Ten Essential Rules of Risk Management for Educational Institutions
Updated: Nov 16, 2020
By Charles Soucy, CPCU, CLU, ARM
We are often asked what are "best practices" for Risk Management in Educational Institutions. We thought we would share a copy of the key points addressed by Albert Risk Management in a seminar, “When Bad Things Happen to Good Institutions.”
Sometimes bad things happen to good institutions. The key to surviving and recovering is up-front identification and preparation for known and likely risks. Below are ten attributes that we consider best practices in developing and managing an effective Risk Management Program.
1. Formalize and centralize your institution’s risk management function and include your risk manager in strategic decision making and in all areas of operation. Constant communication is key!
2. Establish a Risk Management Mission Statement to guide specific mitigation strategies for risks you identify. Risk Management Mission Statements touch on safeguarding the lives of students, faculty, staff, visitors and neighbors; mitigating personal injuries; protecting assets of institution from damage; preserving the ability to continue ongoing operations and protecting the institution’s reputation and goodwill.
3. Establish and implement an Enterprise Risk Management process that is right-sized, practical and sustainable for your institution and its operations.
4. Establish effective communication channels with all of your institution’s departments/divisions to identify risk sources. The first step in Enterprise Risk Management is risk identification and it should be an ongoing process.
5. Distinguish between emergency preparedness and crisis management. They differ in scale and complexity, requiring responses that vary in detail and resources. Although having effective plans for both are important, many institutions place too much focus on emergency planning, creating a false sense of security.
6. Risk avoidance may be the most prudent risk management technique. Take risk implications into account in establishing programs or protocols. Certain activities that have more risk than institutions would ever find tolerable, despite the best set of policies and procedures, should be avoided, such as international programs in unsafe and unstable countries or regions.
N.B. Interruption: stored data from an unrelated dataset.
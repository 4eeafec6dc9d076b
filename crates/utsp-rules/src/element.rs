// This Source Code Form is subject to the terms of the Mozilla Public
// License, v. 2.0. If a copy of the MPL was not distributed with this
// file, You can obtain one at https://mozilla.org/MPL/2.0/.

//! Validation of a single element

use std::collections::BTreeMap;
use std::fmt;

use log::debug;
use serde::{Serialize, Serializer};
use utsp_model::{DecodedEntity, EntityId, IfcModel};

use crate::dimensions::{check_dimensions, DimensionCheck};
use crate::extract::{extract, Extraction, PropertyMap, PsetLocation};
use crate::outcome::ValidationOutcome;
use crate::schema::UtspProperty;
use crate::validators::validate_property;

/// Name shown for elements without a Name attribute
pub const UNNAMED: &str = "(uten navn)";

/// Overall verdict for an element
#[derive(Clone, Copy, Debug, PartialEq, Eq, Hash)]
pub enum ElementStatus {
    Ok,
    Error,
    Warning,
    MissingPropertySet,
}

impl ElementStatus {
    /// Label used in every report
    pub fn label(&self) -> &'static str {
        match self {
            ElementStatus::Ok => "OK",
            ElementStatus::Error => "Feil",
            ElementStatus::Warning => "Advarsel",
            ElementStatus::MissingPropertySet => "Mangler pset",
        }
    }

    fn from_counts(errors: usize, warnings: usize) -> Self {
        if errors > 0 {
            ElementStatus::Error
        } else if warnings > 0 {
            ElementStatus::Warning
        } else {
            ElementStatus::Ok
        }
    }
}

impl fmt::Display for ElementStatus {
    fn fmt(&self, f: &mut fmt::Formatter<'_>) -> fmt::Result {
        f.write_str(self.label())
    }
}

impl Serialize for ElementStatus {
    fn serialize<S: Serializer>(&self, serializer: S) -> Result<S::Ok, S::Error> {
        serializer.serialize_str(self.label())
    }
}

/// Who the element is
#[derive(Clone, Debug, PartialEq, Serialize)]
pub struct ElementIdentity {
    #[serde(skip)]
    pub entity_id: EntityId,
    pub global_id: String,
    pub name: String,
    /// IFC class, e.g. `IfcBuildingElementProxy`
    pub ifc_type: String,
    pub object_type: Option<String>,
}

impl ElementIdentity {
    /// Read identity attributes of a model element
    pub fn of(model: &dyn IfcModel, entity: &DecodedEntity) -> Self {
        let props = model.properties();
        Self {
            entity_id: entity.id,
            global_id: props.global_id(entity.id).unwrap_or_default(),
            name: props
                .name(entity.id)
                .filter(|n| !n.is_empty())
                .unwrap_or_else(|| UNNAMED.to_string()),
            ifc_type: entity.ifc_type.name().to_string(),
            object_type: props.object_type(entity.id).filter(|t| !t.is_empty()),
        }
    }
}

/// Validation result for one element
#[derive(Clone, Debug, PartialEq, Serialize)]
pub struct ElementRecord {
    #[serde(flatten)]
    pub identity: ElementIdentity,
    pub location: PsetLocation,
    pub all_psets: Vec<String>,
    pub properties: PropertyMap,
    /// One outcome per checked property, in schema order
    pub validations: BTreeMap<UtspProperty, ValidationOutcome>,
    pub dimension: Option<DimensionCheck>,
    pub status: ElementStatus,
    pub error_count: usize,
    pub warning_count: usize,
}

impl ElementRecord {
    /// Apply every rule to what the extractor found
    pub fn evaluate(
        identity: ElementIdentity,
        extraction: Extraction,
        expected_prefix: Option<&str>,
    ) -> Self {
        let Extraction {
            location,
            properties,
            all_psets,
        } = extraction;

        if !location.is_found() {
            return Self {
                identity,
                location,
                all_psets,
                properties: PropertyMap::default(),
                validations: BTreeMap::new(),
                dimension: None,
                status: ElementStatus::MissingPropertySet,
                error_count: 1,
                warning_count: 0,
            };
        }

        let mut validations = BTreeMap::new();
        let mut errors = 0;
        let mut warnings = 0;

        for &property in UtspProperty::REQUIRED {
            let outcome =
                validate_property(property, properties.value(property.name()), expected_prefix);
            errors += usize::from(outcome.counts_as_error());
            warnings += usize::from(outcome.counts_as_warning());
            validations.insert(property, outcome);
        }

        for &property in UtspProperty::OPTIONAL {
            if properties.contains(property.name()) {
                let outcome = validate_property(property, properties.value(property.name()), None);
                warnings += usize::from(outcome.counts_as_warning());
                validations.insert(property, outcome);
            }
        }

        let dimension = check_dimensions(&properties);
        if !dimension.passed() {
            errors += 1;
        }

        if !location.is_exact() {
            warnings += 1;
        }

        Self {
            identity,
            location,
            all_psets,
            properties,
            validations,
            dimension: Some(dimension),
            status: ElementStatus::from_counts(errors, warnings),
            error_count: errors,
            warning_count: warnings,
        }
    }

    /// The property set was found under its proper name
    pub fn has_pset(&self) -> bool {
        self.location.is_exact()
    }

    pub fn outcome(&self, property: UtspProperty) -> Option<&ValidationOutcome> {
        self.validations.get(&property)
    }
}

/// Validate one model element
pub fn validate_element(
    model: &dyn IfcModel,
    entity: &DecodedEntity,
    expected_prefix: Option<&str>,
) -> ElementRecord {
    let identity = ElementIdentity::of(model, entity);
    let psets = model.properties().property_sets(entity.id);
    let record = ElementRecord::evaluate(identity, extract(&psets), expected_prefix);
    debug!(
        "{} {}: {} ({} errors, {} warnings)",
        record.identity.entity_id,
        record.identity.global_id,
        record.status,
        record.error_count,
        record.warning_count
    );
    record
}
7. Verify and monitor the adequacy and reasonableness of your insurance coverage breadth and limits. Insurance should not to be considered your first line of defense against losses. Nonetheless, your insurance program is a vital and valuable asset. Your various policies, such as general liability, directors' & officers' liability and cyber liability, should be properly structured and coordinated to give you appropriate protection.
8. Evaluate the risk implications of your operational contracts and provider agreements. Choose vendors carefully and evaluate their track records. Endeavor to transfer risk and financial responsibilities whenever possible. Verify that the responsible party has the financial wherewithal, either through insurance or otherwise, to protect itself and to indemnify your institution.
9. Take advantage of the risk analysis and mitigation resources available to you, such as insurance company/broker loss control expertise. In many cases, you are paying for these services through your insurance premiums. In some cases you may choose to use outside consultants to get information or unbiased analysis of your program.
10. Continuously monitor your institution’s programs and operations and make modifications to address new risks. Learn from the experiences of other institutions, both good and bad, in handling emergencies and crises.